Leaving a marriage because you feel like you don’t have your other partner is a waste, according to psychologists.
“This is true in most couples because it is not only love and sex that make a solid marriage,” said Susan Pease Gadoua, a well-known American therapist and book author.
Imagine starting a business with a partner. Business development, the two people increasingly open more departments.
Over time, you feel that one or two departments are ineffective. Even though we tried to fix it, they still didn’t get better. Fortunately, the other 12 departments of the company are still doing well.
What you will do? Shut down the whole company just because a few bad parts or just stop working of these parts and keep building the rest?
According to Gadoua, marriage is like business. Building a family life is going to open a “company” together and the couple will gradually have more “departments” such as finance, housing, and parenting.
After most couples have a baby, their needs will change. Romance and sex cannot be overcome with more intense and practical tasks like taking care of children. As the romance fades, the connection between the two fades and love can be changed.
“According to neuroscientists, romantic relationships will develop and change. But that doesn’t mean you should divorce,” Gadoua said.
Female experts give three reasons not to divorce just because of lack of love or sex.
First, you cannot forever fall in love with your spouse
“If I receive a penny for every time I hear a divorced couple say they are no longer in love with each other, I am very rich now,” Gadoua revealed. This saying shows that these people are brought up by the “dream” romance and do not clearly see the nature of marriage.

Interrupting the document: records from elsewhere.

use anyhow::anyhow;
use schemars::JsonSchema;
use serde::{Deserialize, Serialize};
use serde_yaml::Value;
use tracing::warn;

mod v1alpha;

pub mod prelude {
    pub use crate::models::v1alpha::prelude::*;
    pub use crate::models::{HelpMetadata, InternalModel, ModelMetadata, ModelRoot};
}

/// Metadata shared by every resource.
#[derive(Serialize, Deserialize, Debug, Clone, PartialEq, Default, JsonSchema)]
#[serde(rename_all = "camelCase")]
#[schemars(deny_unknown_fields)]
pub struct ModelMetadata {
    /// Name of the resource, unique per `kind`.
    pub name: String,

    #[serde(default, skip_serializing_if = "Option::is_none")]
    /// Short text shown by `bug-report list`.
    pub description: Option<String>,

    #[serde(skip)]
    #[schemars(skip)]
    pub file_path: Option<String>,
}

impl ModelMetadata {
    pub fn new(name: &str) -> Self {
        Self {
            name: name.to_string(),
            ..Default::default()
        }
    }

    pub fn file_path(&self) -> String {
        self.file_path.clone().unwrap_or_else(|| "unknown".to_string())
    }

    pub fn description(&self) -> String {
        self.description
            .clone()
            .unwrap_or_else(|| "Description not provided".to_string())
    }
}

/// A resource as read from disk, before its `kind` is known.
#[derive(Serialize, Deserialize, Debug, Clone, PartialEq)]
#[serde(rename_all = "camelCase")]
pub struct ModelRoot<V> {
    pub api_version: String,
    pub kind: String,
    pub metadata: ModelMetadata,
    pub spec: V,
}

impl<V> ModelRoot<V> {
    pub fn full_name(&self) -> String {
        format!("{}/{}", self.kind, self.metadata.name)
    }
}

pub trait HelpMetadata {
    fn metadata(&self) -> &ModelMetadata;
    fn full_name(&self) -> String;
    fn name(&self) -> &str {
        &self.metadata().name
    }
    fn file_path(&self) -> String {
        self.metadata().file_path()
    }
    fn description(&self) -> String {
        self.metadata().description()
    }
}

pub trait InternalModel: JsonSchema + Serialize + for<'a> Deserialize<'a> {
    fn int_api_version() -> String;
    fn int_kind() -> String;

    /// Parse `input` when it has this model's `apiVersion` and `kind`. Schema mismatches are
    /// reported but don't stop parsing, serde has the last word.
    fn known_type(input: &ModelRoot<Value>) -> anyhow::Result<Option<Self>> {
        if Self::int_api_version().to_lowercase() != input.api_version.to_lowercase()
            || Self::int_kind().to_lowercase() != input.kind.to_lowercase()
        {
            return Ok(None);
        }

        let value = serde_json::to_value(input)?;
        if let Err(e) = Self::validate_resource(&value) {
            warn!(target: "user", "Resource '{}' didn't match the schema for {}. {}", input.full_name(), Self::int_kind(), e);
        }

        let mut parsed = serde_json::from_value::<Self>(value)?;
        parsed.set_file_path(input.metadata.file_path.clone());
        Ok(Some(parsed))
    }

    fn set_file_path(&mut self, file_path: Option<String>);

    fn validate_resource(input: &serde_json::Value) -> anyhow::Result<()> {
        let schema = serde_json::to_value(schemars::schema_for!(Self))?;
        let validator = jsonschema::validator_for(&schema)
            .map_err(|e| anyhow!("Internal schema is invalid. {}", e))?;

        let error_messages: Vec<String> = validator
            .iter_errors(input)
            .map(|e| e.to_string())
            .collect();
        if error_messages.is_empty() {
            Ok(())
        } else {
            Err(anyhow!(error_messages.join("\n")))
        }
    }
}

Since before marriage, couples should prepare themselves that they will not feel the same passionate love they experienced in the early days. “Only immature or hedonists always want such intense love,” Gadoua explained. Not to mention, maybe the love you received is the same as before, but the brain is too used to it, thereby not creating a strong response. To “relive” that old feeling, you need to have more love, like a drug addict, which is too difficult.

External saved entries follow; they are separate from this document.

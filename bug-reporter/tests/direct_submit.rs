use bug_reporter::prelude::*;
use httpmock::prelude::*;
use serde_json::json;
use std::time::Duration;

fn report() -> BugReport {
    BugReportBuilder::default()
        .title("Crash on save")
        .body("Steps to reproduce")
        .owner("acme")
        .repo("app")
        .assignee("octocat")
        .bug_label()
        .build()
        .unwrap()
}

fn github(server: &MockServer) -> DestinationConfig {
    DestinationConfig::new(BackendMode::DirectApi)
        .with_endpoint(server.base_url())
        .with_token("ghp_test_token")
}

#[tokio::test]
async fn creates_issue_through_api() {
    let server = MockServer::start();
    let issues = server.mock(|when, then| {
        when.method(POST)
            .path("/repos/acme/app/issues")
            .header("authorization", "Bearer ghp_test_token")
            .json_body(json!({
                "title": "Crash on save",
                "body": "Steps to reproduce",
                "assignees": ["octocat"],
                "labels": ["bug"],
            }));
        then.status(201).json_body(json!({
            "number": 42,
            "html_url": "https://github.com/acme/app/issues/42",
        }));
    });

    let receipt = submit(&report(), &github(&server)).await.unwrap();

    issues.assert();
    assert_eq!(BackendKind::DirectApi, receipt.backend);
    assert_eq!(201, receipt.status);
    assert_eq!(
        Some("https://github.com/acme/app/issues/42"),
        receipt.issue_url.as_deref()
    );
}

#[tokio::test]
async fn validation_failure_is_not_retried() {
    let server = MockServer::start();
    let issues = server.mock(|when, then| {
        when.method(POST).path("/repos/acme/app/issues");
        then.status(422)
            .header("content-type", "application/json")
            .body(r#"{"message":"validation failed"}"#);
    });

    let error = submit(&report(), &github(&server)).await.unwrap_err();

    issues.assert_calls(1);
    match error {
        SubmitError::HttpStatus { status, body } => {
            assert_eq!(422, status);
            assert_eq!(r#"{"message":"validation failed"}"#, body);
        }
        other => panic!("unexpected error {:?}", other),
    }
}

#[tokio::test]
async fn server_error_is_attempted_once() {
    let server = MockServer::start();
    let issues = server.mock(|when, then| {
        when.method(POST).path("/repos/acme/app/issues");
        then.status(502).body("bad gateway");
    });

    let error = submit(&report(), &github(&server)).await.unwrap_err();

    issues.assert_calls(1);
    assert_eq!(Delivery::Rejected, error.delivery());
}

#[tokio::test]
async fn missing_token_never_calls_api() {
    let server = MockServer::start();
    let issues = server.mock(|when, then| {
        when.method(POST);
        then.status(201);
    });
    let config = DestinationConfig::new(BackendMode::DirectApi).with_endpoint(server.base_url());

    let error = submit(&report(), &config).await.unwrap_err();

    issues.assert_calls(0);
    assert!(matches!(error, SubmitError::Configuration(_)));
    assert_eq!(Delivery::NotSent, error.delivery());
}

#[tokio::test]
async fn slow_api_times_out_after_one_attempt() {
    let server = MockServer::start();
    let issues = server.mock(|when, then| {
        when.method(POST).path("/repos/acme/app/issues");
        then.status(201).delay(Duration::from_secs(3));
    });
    let config = github(&server).with_timeout(Duration::from_millis(300));

    let error = submit(&report(), &config).await.unwrap_err();

    issues.assert_calls(1);
    assert!(matches!(
        error,
        SubmitError::Transport {
            kind: TransportFailure::Timeout,
            ..
        }
    ));
    assert_eq!(Delivery::Failed, error.delivery());
}

#[tokio::test]
async fn unreachable_api_is_a_connect_failure() {
    let config = DestinationConfig::new(BackendMode::DirectApi)
        .with_endpoint("http://127.0.0.1:1")
        .with_token("ghp_test_token");

    let error = submit(&report(), &config).await.unwrap_err();

    assert!(matches!(
        error,
        SubmitError::Transport {
            kind: TransportFailure::Connect,
            ..
        }
    ));
    assert_eq!(Delivery::Failed, error.delivery());
}
use schemars::JsonSchema;
use serde::{Deserialize, Serialize};

mod destination;

pub mod prelude {
    pub use super::V1AlphaApiVersion;
    pub use super::destination::*;
}

#[derive(Serialize, Deserialize, Debug, strum::Display, Clone, PartialEq, JsonSchema)]
pub enum V1AlphaApiVersion {
    /// Current version
    #[serde(rename = "bug-reporter.dev/v1alpha")]
    #[strum(serialize = "bug-reporter.dev/v1alpha")]
    V1Alpha,
}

Second, love alone does not form a solid foundation.
Not everyone gets married for love. In fact, people have been married for more practical purposes such as ensuring political status, increasing wealth. In some cultures, love is considered dangerous because it is easy to do stupid things when it comes to love.

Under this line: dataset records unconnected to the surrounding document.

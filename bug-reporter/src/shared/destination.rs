use crate::models::prelude::{
    BackendSpec, HelpMetadata, InternalModel, ModelMetadata, ModelRoot, RelayPathSpec,
    V1AlphaBugReportDestination,
};
use crate::submit::prelude::{BackendMode, DestinationConfig, RelayPath};
use anyhow::anyhow;
use serde_yaml::Value;
use std::time::Duration;

/// How a [`Destination`] reaches its issue tracker.
#[derive(Debug, PartialEq, Clone)]
pub enum DestinationBackend {
    DirectApi { base_url: Option<String> },
    RelayJson { base_url: String, path: RelayPath },
    RelayQuery { base_url: String },
}

impl DestinationBackend {
    pub fn mode(&self) -> BackendMode {
        match self {
            DestinationBackend::DirectApi { .. } => BackendMode::DirectApi,
            DestinationBackend::RelayJson { path, .. } => BackendMode::RelayJson { path: *path },
            DestinationBackend::RelayQuery { .. } => BackendMode::RelayQuery,
        }
    }

    pub fn base_url(&self) -> Option<&str> {
        match self {
            DestinationBackend::DirectApi { base_url } => base_url.as_deref(),
            DestinationBackend::RelayJson { base_url, .. }
            | DestinationBackend::RelayQuery { base_url } => Some(base_url),
        }
    }
}

#[derive(Debug, PartialEq, Clone)]
pub struct Destination {
    pub full_name: String,
    pub metadata: ModelMetadata,
    pub owner: String,
    pub repo: String,
    pub labels: Vec<String>,
    pub assignees: Vec<String>,
    pub timeout: Option<Duration>,
    pub backend: DestinationBackend,
}

pub const ENV_DESTINATION_NAME: &str = "env";

impl Destination {
    /// The destination used when no `BugReportDestination` is configured, assembled from
    /// environment values. A relay url selects the JSON relay, otherwise the GitHub API is used.
    pub fn from_env(owner: Option<&str>, repo: Option<&str>, relay_url: Option<&str>) -> Self {
        let backend = match relay_url {
            Some(base_url) => DestinationBackend::RelayJson {
                base_url: base_url.to_string(),
                path: RelayPath::NewBug,
            },
            None => DestinationBackend::DirectApi { base_url: None },
        };

        let mut metadata = ModelMetadata::new(ENV_DESTINATION_NAME);
        metadata.description = Some("Built from BUG_REPORT_* environment variables".to_string());

        Self {
            full_name: format!("BugReportDestination/{}", ENV_DESTINATION_NAME),
            metadata,
            owner: owner.unwrap_or_default().to_string(),
            repo: repo.unwrap_or_default().to_string(),
            labels: Vec::new(),
            assignees: Vec::new(),
            timeout: None,
            backend,
        }
    }

    /// Everything the submitter needs except credentials.
    pub fn destination_config(&self) -> DestinationConfig {
        let mut config = DestinationConfig::new(self.backend.mode());
        if let Some(base_url) = self.backend.base_url() {
            config = config.with_endpoint(base_url);
        }
        if let Some(timeout) = self.timeout {
            config = config.with_timeout(timeout);
        }

        config
    }
}

impl HelpMetadata for Destination {
    fn metadata(&self) -> &ModelMetadata {
        &self.metadata
    }

    fn full_name(&self) -> String {
        self.full_name.to_string()
    }
}

impl TryFrom<V1AlphaBugReportDestination> for Destination {
    type Error = anyhow::Error;

    fn try_from(value: V1AlphaBugReportDestination) -> Result<Self, Self::Error> {
        let full_name = value.full_name();
        let backend = match value.spec.backend {
            BackendSpec::DirectApi(direct) => DestinationBackend::DirectApi {
                base_url: direct.base_url,
            },
            BackendSpec::RelayJson(relay) => DestinationBackend::RelayJson {
                base_url: relay.base_url,
                path: match relay.path {
                    RelayPathSpec::NewBug => RelayPath::NewBug,
                    RelayPathSpec::OwnerRepo => RelayPath::OwnerRepo,
                },
            },
            BackendSpec::RelayQuery(relay) => DestinationBackend::RelayQuery {
                base_url: relay.base_url,
            },
        };

        Ok(Destination {
            full_name,
            metadata: value.metadata,
            owner: value.spec.owner,
            repo: value.spec.repo,
            labels: value.spec.labels,
            assignees: value.spec.assignees,
            timeout: value.spec.timeout_seconds.map(Duration::from_secs),
            backend,
        })
    }
}

impl TryFrom<ModelRoot<Value>> for Destination {
    type Error = anyhow::Error;

    fn try_from(value: ModelRoot<Value>) -> Result<Self, Self::Error> {
        match V1AlphaBugReportDestination::known_type(&value)? {
            Some(known) => Destination::try_from(known),
            None => Err(anyhow!(
                "{} is not a known resource type",
                value.full_name()
            )),
        }
    }
}

#[cfg(test)]
mod tests {
    use super::*;
    use crate::shared::parse_destinations_from_string;
    use std::path::Path;

    #[test]
    fn relay_query_destination_builds_config() {
        let text = "
apiVersion: bug-reporter.dev/v1alpha
kind: BugReportDestination
metadata:
  name: query
spec:
  owner: acme
  repo: app
  timeoutSeconds: 5
  backend:
    relayQuery:
      baseUrl: https://relay.example.com/bugs
";
        let destinations =
            parse_destinations_from_string(Path::new("/foo/bar/.bug-report/query.yaml"), text)
                .unwrap();
        let destination = destinations.first().unwrap();

        assert_eq!("BugReportDestination/query", destination.full_name());
        assert_eq!(
            "/foo/bar/.bug-report/query.yaml",
            destination.metadata().file_path()
        );

        let config = destination.destination_config();
        assert_eq!(BackendMode::RelayQuery, config.backend);
        assert_eq!(
            Some("https://relay.example.com/bugs"),
            config.endpoint_base_url.as_deref()
        );
        assert_eq!(Some(Duration::from_secs(5)), config.timeout);
        assert!(config.auth_token.is_none());
    }

    #[test]
    fn owner_repo_path_is_carried_over() {
        let text = "
apiVersion: bug-reporter.dev/v1alpha
kind: BugReportDestination
metadata:
  name: relay
spec:
  owner: acme
  repo: app
  backend:
    relayJson:
      baseUrl: https://relay.example.com
      path: ownerRepo
";
        let destinations =
            parse_destinations_from_string(Path::new("/tmp/relay.yaml"), text).unwrap();

        assert_eq!(
            BackendMode::RelayJson {
                path: RelayPath::OwnerRepo
            },
            destinations[0].backend.mode()
        );
    }

    #[test]
    fn env_destination_prefers_relay() {
        let destination = Destination::from_env(Some("acme"), Some("app"), Some("http://relay"));

        assert_eq!(ENV_DESTINATION_NAME, destination.name());
        assert_eq!(
            BackendMode::RelayJson {
                path: RelayPath::NewBug
            },
            destination.backend.mode()
        );
        assert_eq!(Some("http://relay"), destination.backend.base_url());
    }

    #[test]
    fn env_destination_falls_back_to_github() {
        let destination = Destination::from_env(None, None, None);

        assert_eq!(BackendMode::DirectApi, destination.backend.mode());
        assert_eq!(None, destination.backend.base_url());
        assert_eq!("", destination.owner);
    }

    #[test]
    fn unknown_kinds_are_rejected() {
        let text = "
apiVersion: bug-reporter.dev/v1alpha
kind: Other
metadata:
  name: other
spec: {}
";
        assert!(parse_destinations_from_string(Path::new("/tmp/other.yaml"), text).is_err());
    }
}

Since love is considered by mankind as the sole reason for marriage, the divorce rate has gradually increased. There are also other factors that cause millions to divorce without the glue of love, including women’s liberties and the “without fault” attitude.
“Love is fragile and volatile. Using it as the foundation for the ‘company’ you build with your partner is a game of chance no different from Russian roulette,” Gadoua said.
In addition to love, there are other reasons for husband and wife to be together such as financial security, raising children, having companionship or having carers in old age. “You would think the reasons are not romantic. Yes, but they are real,” Gadoua said.
“Marriage based on feelings and marriage based on purpose are not necessarily mutually exclusive. But a marriage of purpose will last longer and often last longer than marriage based on love,” he added.
In the end, why should a relationship end when so many other things are fine?
Gadoua does not advise everyone to give up their sex life after getting married, but according to her, marriage still has many valuable things, such as children. Either way, the child finds it difficult to move between two different houses to meet his parents.
January is called the “divorce month” because after the new year holiday, many couples feel unable to be together. However, before applying for “dissolution”, do your research carefully. Not only is that good for you but also for the kids. Consider the reasons above or preferably sit down and talk to your partner.
“In the context of a pandemic with unprecedented challenges, especially financial, divorce is not necessarily a wise decision,” Gadoua said. “Think, do research, question your motives and, above all, don’t just put on love stories.”